═══ RECORDS SHOWN ═══
//! The post handler: card for crawlers, redirect for everyone else.
//!
//! Every path that is not the image namespace lands here. The User-Agent
//! decides what the requester is after: link-preview crawlers get a card
//! document rendered for the post, humans get bounced to the post itself
//! on the owning platform.

use std::net::SocketAddr;

use axum::extract::{ConnectInfo, State};
use axum::http::{HeaderMap, HeaderValue, StatusCode, Uri, header};
use axum::response::{Html, IntoResponse, Response};

use crate::browser::{self, canvas, heuristics};
use crate::error::CardError;
use crate::oembed;
use crate::platform::PostReference;
use crate::render;
use crate::state::AppState;

/// Substrings identifying link-preview crawlers, matched case-insensitively
/// against the User-Agent.
const CRAWLER_MARKERS: &[&str] = &[
    "opengraph",
    "bluesky cardyb",
    "facebookexternalhit",
    "twitterbot",
    "slackbot",
    "discordbot",
    "telegrambot",
    "whatsapp",
];

pub async fn post_or_redirect(
    State(state): State<AppState>,
    ConnectInfo(addr): ConnectInfo<SocketAddr>,
    headers: HeaderMap,
    uri: Uri,
) -> Response {
    let full_path = uri
        .path_and_query()
        .map(|pq| pq.as_str().to_string())
        .unwrap_or_else(|| uri.path().to_string());

    let reference = PostReference::parse(&full_path);
    let Some(domain) = reference.platform.public_domain() else {
        let err = CardError::NotAPost(full_path);
        state.bad_requests.record(addr.ip(), &err.to_string());
        return err.into_response();
    };

    if is_crawler(headers.get(header::USER_AGENT)) {
        match serve_card(&state, &reference).await {
            Ok(response) => response,
            Err(err) => err.into_response(),
        }
    } else {
        let location = format!("https://{domain}{full_path}");
        tracing::debug!(location = %location, "redirecting non-crawler");
        (StatusCode::FOUND, [(header::LOCATION, location)]).into_response()
    }
}

/// Serve the card for a parsed post, from cache when fresh, rendering
/// otherwise.
async fn serve_card(state: &AppState, reference: &PostReference) -> Result<Response, CardError> {
    let post_path = &reference.original_path;

    if let Some((html, age)) = state.cards.lookup(post_path).await {
        if !state.cards.fresh(age) {
            tracing::debug!(path = %post_path, age_secs = age.as_secs(), "card stale, re-rendering");
        } else if state.images.lookup(post_path).await.is_none() {
            // A card pointing at a missing image embeds as a broken
            // preview; regenerate both.
            tracing::debug!(path = %post_path, "cached card lost its image, re-rendering");
        } else {
            tracing::debug!(path = %post_path, age_secs = age.as_secs(), "card cache hit");
            return Ok(Html(html).into_response());
        }
    }

    let style = heuristics::style_for(reference.platform)
        .ok_or_else(|| CardError::NotAPost(post_path.clone()))?;

    tracing::info!(
        platform = %reference.platform,
        user = %reference.user_name,
        post = %reference.post_id,
        "rendering card"
    );
    let snippet = oembed::fetch_snippet(&state.http, &state.endpoints, reference).await?;

    // The staged snippet and the engine are both shared; everything from
    // staging to screenshot happens inside the gate.
    let mut lease = state.gate.acquire().await;
    let staged = oembed::stage_snippet(&state.config.scratch_dir, &snippet)?;
    let url = oembed::snippet_url(&staged);
    let rendered = match lease.browser().await {
        Ok(engine) => browser::render(engine, style, &url).await.map_err(CardError::from),
        Err(err) => Err(CardError::from(err)),
    };
    oembed::discard_snippet(&staged);
    drop(lease);
    let rendered = rendered?;

    let key = crate::cache::stable_key(post_path);
    let image_url = format!("http://{}/images/{key}.png", state.config.domain);

    let description = if rendered.shrink_ratio < canvas::LEGIBLE_SHRINK {
        tracing::debug!(
            shrink_ratio = rendered.shrink_ratio,
            "image too small to read, carrying post text on the card"
        );
        rendered.excerpt.as_deref()
    } else {
        None
    };

    let card = render::card_document(&render::CardData {
        image_url: &image_url,
        image_width: rendered.width,
        image_height: rendered.height,
        likes: rendered.likes,
        description,
    })
    .into_string();

    // Both stores are written together so the card never points at a
    // missing image. A failed write still serves the fresh result.
    if let Err(err) = state.images.store(post_path, &rendered.png).await {
        tracing::warn!(path = %post_path, error = %err, "could not store preview image");
    }
    if let Err(err) = state.cards.store(post_path, &card).await {
        tracing::warn!(path = %post_path, error = %err, "could not store card document");
    }

    Ok(Html(card).into_response())
}

fn is_crawler(user_agent: Option<&HeaderValue>) -> bool {
    let Some(value) = user_agent else {
        return false;
    };
    let Ok(value) = value.to_str() else {
        return false;
    };
    let value = value.to_ascii_lowercase();
    CRAWLER_MARKERS.iter().any(|marker| value.contains(marker))
}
═══
_EXERCISE PROMPT_
Go through the material and report each line that holds the string "HeaderValue".

_ANSWER BELOW_
use axum::http::{HeaderMap, HeaderValue, StatusCode, Uri, header};
fn is_crawler(user_agent: Option<&HeaderValue>) -> bool {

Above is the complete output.